Return each line of the records below that contains the word "reason".
### Supplied data
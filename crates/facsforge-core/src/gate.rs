//! ゲート定義と評価
//!
//! 設定ファイル上のゲートは自由文字列の `type` を持つ [`GateDef`]。
//! これを検証して和型 [`Gate`] に変換し、評価は `match` で分岐する。
//! 境界上のイベントはすべてのゲートで「内側」として扱う。

use serde::{Deserialize, Serialize};

use crate::channel::resolve_channel;
use crate::error::{GatingError, GatingResult};
use crate::table::EventTable;

// =============================================================================
// 設定ファイル上の表現
// =============================================================================

/// 設定ファイルに書かれたままのゲート
///
/// ```yaml
/// gate:
///   type: polygon
///   channels: [FSC-A, SSC-A]
///   vertices: [[0, 0], [100000, 0], [50000, 80000]]
/// ```
#[derive(Debug, Clone, Default, PartialEq, Serialize, Deserialize)]
pub struct GateDef {
    #[serde(rename = "type")]
    pub kind: String,
    #[serde(default, skip_serializing_if = "Option::is_none")]
    pub channel: Option<String>,
    #[serde(default, skip_serializing_if = "Vec::is_empty")]
    pub channels: Vec<String>,
    #[serde(default, skip_serializing_if = "Option::is_none")]
    pub min: Option<f64>,
    #[serde(default, skip_serializing_if = "Option::is_none")]
    pub max: Option<f64>,
    #[serde(default, skip_serializing_if = "Vec::is_empty")]
    pub vertices: Vec<[f64; 2]>,
}

// =============================================================================
// 幾何
// =============================================================================

/// 2次元の点 (x, y)
#[derive(Debug, Clone, Copy, PartialEq)]
pub struct Point {
    pub x: f64,
    pub y: f64,
}

impl From<[f64; 2]> for Point {
    fn from([x, y]: [f64; 2]) -> Self {
        Point { x, y }
    }
}

/// 軸平行な矩形（境界を含む）
#[derive(Debug, Clone, Copy, PartialEq)]
pub struct Rect {
    pub x_min: f64,
    pub x_max: f64,
    pub y_min: f64,
    pub y_max: f64,
}

impl Rect {
    /// 頂点群の min/max から作る。頂点の順序・重複は結果に影響しない。
    pub fn bounding(vertices: &[Point]) -> Option<Rect> {
        let first = vertices.first()?;
        let init = Rect {
            x_min: first.x,
            x_max: first.x,
            y_min: first.y,
            y_max: first.y,
        };
        Some(vertices[1..].iter().fold(init, |r, p| Rect {
            x_min: r.x_min.min(p.x),
            x_max: r.x_max.max(p.x),
            y_min: r.y_min.min(p.y),
            y_max: r.y_max.max(p.y),
        }))
    }

    #[inline]
    pub fn contains(&self, x: f64, y: f64) -> bool {
        self.x_min <= x && x <= self.x_max && self.y_min <= y && y <= self.y_max
    }
}

/// 単純多角形（頂点順に辺を結び、最後の頂点から最初に戻る）
#[derive(Debug, Clone, PartialEq)]
pub struct Polygon {
    vertices: Vec<Point>,
}

impl Polygon {
    /// 3頂点未満なら `None`
    pub fn new(vertices: Vec<Point>) -> Option<Self> {
        (vertices.len() >= 3).then_some(Self { vertices })
    }

    pub fn vertices(&self) -> &[Point] {
        &self.vertices
    }

    fn edges(&self) -> impl Iterator<Item = (Point, Point)> + '_ {
        let n = self.vertices.len();
        (0..n).map(move |i| (self.vertices[(i + n - 1) % n], self.vertices[i]))
    }

    /// 点が辺または頂点の上にあるか
    pub fn on_boundary(&self, x: f64, y: f64) -> bool {
        self.edges().any(|(a, b)| on_segment(a, b, x, y))
    }

    /// 内部（偶奇規則）または境界上なら true
    pub fn contains(&self, x: f64, y: f64) -> bool {
        if !x.is_finite() || !y.is_finite() {
            return false;
        }
        if self.on_boundary(x, y) {
            return true;
        }
        let mut inside = false;
        for (a, b) in self.edges() {
            if (a.y > y) != (b.y > y) {
                let x_cross = (b.x - a.x) * (y - a.y) / (b.y - a.y) + a.x;
                if x < x_cross {
                    inside = !inside;
                }
            }
        }
        inside
    }
}

/// 点 (x, y) が線分 ab 上にあるか
fn on_segment(a: Point, b: Point, x: f64, y: f64) -> bool {
    let within = a.x.min(b.x) <= x && x <= a.x.max(b.x) && a.y.min(b.y) <= y && y <= a.y.max(b.y);
    if !within {
        return false;
    }
    let cross = (b.x - a.x) * (y - a.y) - (b.y - a.y) * (x - a.x);
    // 座標スケールに比例した許容誤差
    let scale = (b.x - a.x).abs().max((b.y - a.y).abs()).max(1.0);
    cross.abs() <= f64::EPSILON * 16.0 * scale * scale
}

// =============================================================================
// ゲート
// =============================================================================

/// 検証済みのゲート
#[derive(Debug, Clone, PartialEq)]
pub enum Gate {
    /// 1チャネルの閉区間 [min, max]。省略側は無限大。
    Threshold {
        channel: String,
        min: Option<f64>,
        max: Option<f64>,
    },
    /// 2チャネル (x, y) の軸平行矩形
    Rectangle { x: String, y: String, rect: Rect },
    /// 2チャネル (x, y) の多角形
    Polygon {
        x: String,
        y: String,
        polygon: Polygon,
    },
}

impl Gate {
    /// 設定上の定義を検証して変換する
    ///
    /// `type` が未知なら [`GatingError::UnsupportedGateType`]、
    /// 形が不正なら [`GatingError::InvalidGate`]。
    pub fn from_def(def: &GateDef, population: &str) -> GatingResult<Gate> {
        let invalid = |reason: String| GatingError::InvalidGate {
            population: population.to_string(),
            reason,
        };

        match def.kind.as_str() {
            "threshold" => {
                let channel = match (&def.channel, def.channels.as_slice()) {
                    (Some(ch), _) => ch.clone(),
                    (None, [ch]) => ch.clone(),
                    (None, _) => {
                        return Err(invalid("threshold gate requires exactly one channel".into()));
                    }
                };
                if def.min.is_some_and(f64::is_nan) || def.max.is_some_and(f64::is_nan) {
                    return Err(invalid("threshold bounds must not be NaN".into()));
                }
                if let (Some(lo), Some(hi)) = (def.min, def.max)
                    && lo > hi
                {
                    return Err(invalid(format!("min ({lo}) is greater than max ({hi})")));
                }
                Ok(Gate::Threshold {
                    channel,
                    min: def.min,
                    max: def.max,
                })
            }
            "rectangle" | "polygon" => {
                let [x, y] = def.channels.as_slice() else {
                    return Err(invalid(format!(
                        "{} gate requires two channels, got {}",
                        def.kind,
                        def.channels.len()
                    )));
                };
                if def.vertices.iter().flatten().any(|v| !v.is_finite()) {
                    return Err(invalid("gate vertices must be finite".into()));
                }
                let vertices: Vec<Point> = def.vertices.iter().copied().map(Point::from).collect();
                if def.kind == "rectangle" {
                    if vertices.len() < 2 {
                        return Err(invalid(format!(
                            "rectangle gate requires at least 2 vertices, got {}",
                            vertices.len()
                        )));
                    }
                    let rect = Rect::bounding(&vertices)
                        .ok_or_else(|| invalid("rectangle gate has no vertices".into()))?;
                    Ok(Gate::Rectangle {
                        x: x.clone(),
                        y: y.clone(),
                        rect,
                    })
                } else {
                    let n = vertices.len();
                    let polygon = Polygon::new(vertices).ok_or_else(|| {
                        invalid(format!("polygon gate requires at least 3 vertices, got {n}"))
                    })?;
                    Ok(Gate::Polygon {
                        x: x.clone(),
                        y: y.clone(),
                        polygon,
                    })
                }
            }
            other => Err(GatingError::UnsupportedGateType {
                population: population.to_string(),
                kind: other.to_string(),
            }),
        }
    }

    /// ゲートの種類名
    pub fn kind(&self) -> &'static str {
        match self {
            Gate::Threshold { .. } => "threshold",
            Gate::Rectangle { .. } => "rectangle",
            Gate::Polygon { .. } => "polygon",
        }
    }

    /// 参照するチャネル名（x, y の順）
    pub fn channels(&self) -> Vec<&str> {
        match self {
            Gate::Threshold { channel, .. } => vec![channel.as_str()],
            Gate::Rectangle { x, y, .. } | Gate::Polygon { x, y, .. } => vec![x.as_str(), y.as_str()],
        }
    }

    /// 親テーブルにゲートを適用し、通過した行だけのテーブルを返す
    ///
    /// チャネル名は [`resolve_channel`] で実列に解決する。非有限値の行は通過しない。
    pub fn apply(&self, table: &EventTable, population: &str) -> GatingResult<EventTable> {
        let column = |name: &str| -> GatingResult<usize> {
            let resolved = resolve_channel(name, table.columns())?;
            table
                .column_index(&resolved)
                .ok_or_else(|| GatingError::ChannelNotFound {
                    requested: name.to_string(),
                    available: table.columns().to_vec(),
                })
        };

        let out = match self {
            Gate::Threshold { channel, min, max } => {
                let c = column(channel)?;
                let lo = min.unwrap_or(f64::NEG_INFINITY);
                let hi = max.unwrap_or(f64::INFINITY);
                table.select(|row| {
                    let v = row.get(c);
                    v.is_finite() && lo <= v && v <= hi
                })
            }
            Gate::Rectangle { x, y, rect } => {
                let (cx, cy) = (column(x)?, column(y)?);
                table.select(|row| rect.contains(row.get(cx), row.get(cy)))
            }
            Gate::Polygon { x, y, polygon } => {
                let (cx, cy) = (column(x)?, column(y)?);
                table.select(|row| polygon.contains(row.get(cx), row.get(cy)))
            }
        };

        log::debug!(
            "[{population}] {} gate on [{}]: {} -> {} events",
            self.kind(),
            self.channels().join(", "),
            table.len(),
            out.len()
        );
        Ok(out)
    }
}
######
Exercise solution
        let invalid = |reason: String| GatingError::InvalidGate {
            reason,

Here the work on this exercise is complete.